### [Information provided]
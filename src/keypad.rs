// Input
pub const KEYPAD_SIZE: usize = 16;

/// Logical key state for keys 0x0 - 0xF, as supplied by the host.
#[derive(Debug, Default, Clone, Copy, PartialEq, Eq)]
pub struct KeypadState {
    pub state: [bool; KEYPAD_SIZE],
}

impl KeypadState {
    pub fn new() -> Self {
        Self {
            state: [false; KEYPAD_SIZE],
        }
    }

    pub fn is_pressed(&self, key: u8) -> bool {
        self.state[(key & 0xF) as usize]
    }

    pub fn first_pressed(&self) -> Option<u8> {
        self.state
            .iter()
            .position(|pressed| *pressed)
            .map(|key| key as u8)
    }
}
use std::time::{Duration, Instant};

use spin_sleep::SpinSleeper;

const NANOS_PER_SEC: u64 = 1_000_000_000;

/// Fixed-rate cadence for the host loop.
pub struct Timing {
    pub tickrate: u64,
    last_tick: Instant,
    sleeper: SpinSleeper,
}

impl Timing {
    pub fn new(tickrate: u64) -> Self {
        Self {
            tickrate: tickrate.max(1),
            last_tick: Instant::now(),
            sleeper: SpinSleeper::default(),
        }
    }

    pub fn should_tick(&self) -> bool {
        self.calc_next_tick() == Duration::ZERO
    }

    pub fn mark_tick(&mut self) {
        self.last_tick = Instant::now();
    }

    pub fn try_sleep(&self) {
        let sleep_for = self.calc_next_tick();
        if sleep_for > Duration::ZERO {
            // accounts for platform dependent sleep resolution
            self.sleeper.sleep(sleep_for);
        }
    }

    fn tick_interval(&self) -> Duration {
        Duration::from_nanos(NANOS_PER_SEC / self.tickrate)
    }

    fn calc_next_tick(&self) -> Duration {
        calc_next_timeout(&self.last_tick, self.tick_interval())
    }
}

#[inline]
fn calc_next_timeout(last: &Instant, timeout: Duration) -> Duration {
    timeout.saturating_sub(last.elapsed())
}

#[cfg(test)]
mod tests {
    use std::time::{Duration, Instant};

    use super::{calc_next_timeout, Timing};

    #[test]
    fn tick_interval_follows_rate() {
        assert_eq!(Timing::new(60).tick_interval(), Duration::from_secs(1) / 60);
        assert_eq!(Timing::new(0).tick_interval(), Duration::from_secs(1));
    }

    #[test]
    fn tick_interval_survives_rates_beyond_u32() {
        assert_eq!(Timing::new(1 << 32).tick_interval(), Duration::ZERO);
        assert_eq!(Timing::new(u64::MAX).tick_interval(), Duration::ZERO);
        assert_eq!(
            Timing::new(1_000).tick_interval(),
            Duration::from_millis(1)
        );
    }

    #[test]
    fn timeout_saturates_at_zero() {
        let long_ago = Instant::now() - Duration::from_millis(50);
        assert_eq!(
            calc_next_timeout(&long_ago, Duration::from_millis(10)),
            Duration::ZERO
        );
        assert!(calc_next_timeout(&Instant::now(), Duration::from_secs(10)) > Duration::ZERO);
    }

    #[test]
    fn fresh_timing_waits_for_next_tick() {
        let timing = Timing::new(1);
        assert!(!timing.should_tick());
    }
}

### [Exercise directions]
The required answer is the exact run of lines above starting at the line with "self.calc_next_tick() == Duration::ZERO" and ending at the line with "dependent sleep resolution", with both ends present.

### [Output of the task]
        self.calc_next_tick() == Duration::ZERO
    }

    pub fn mark_tick(&mut self) {
        self.last_tick = Instant::now();
    }

    pub fn try_sleep(&self) {
        let sleep_for = self.calc_next_tick();
        if sleep_for > Duration::ZERO {
            // accounts for platform dependent sleep resolution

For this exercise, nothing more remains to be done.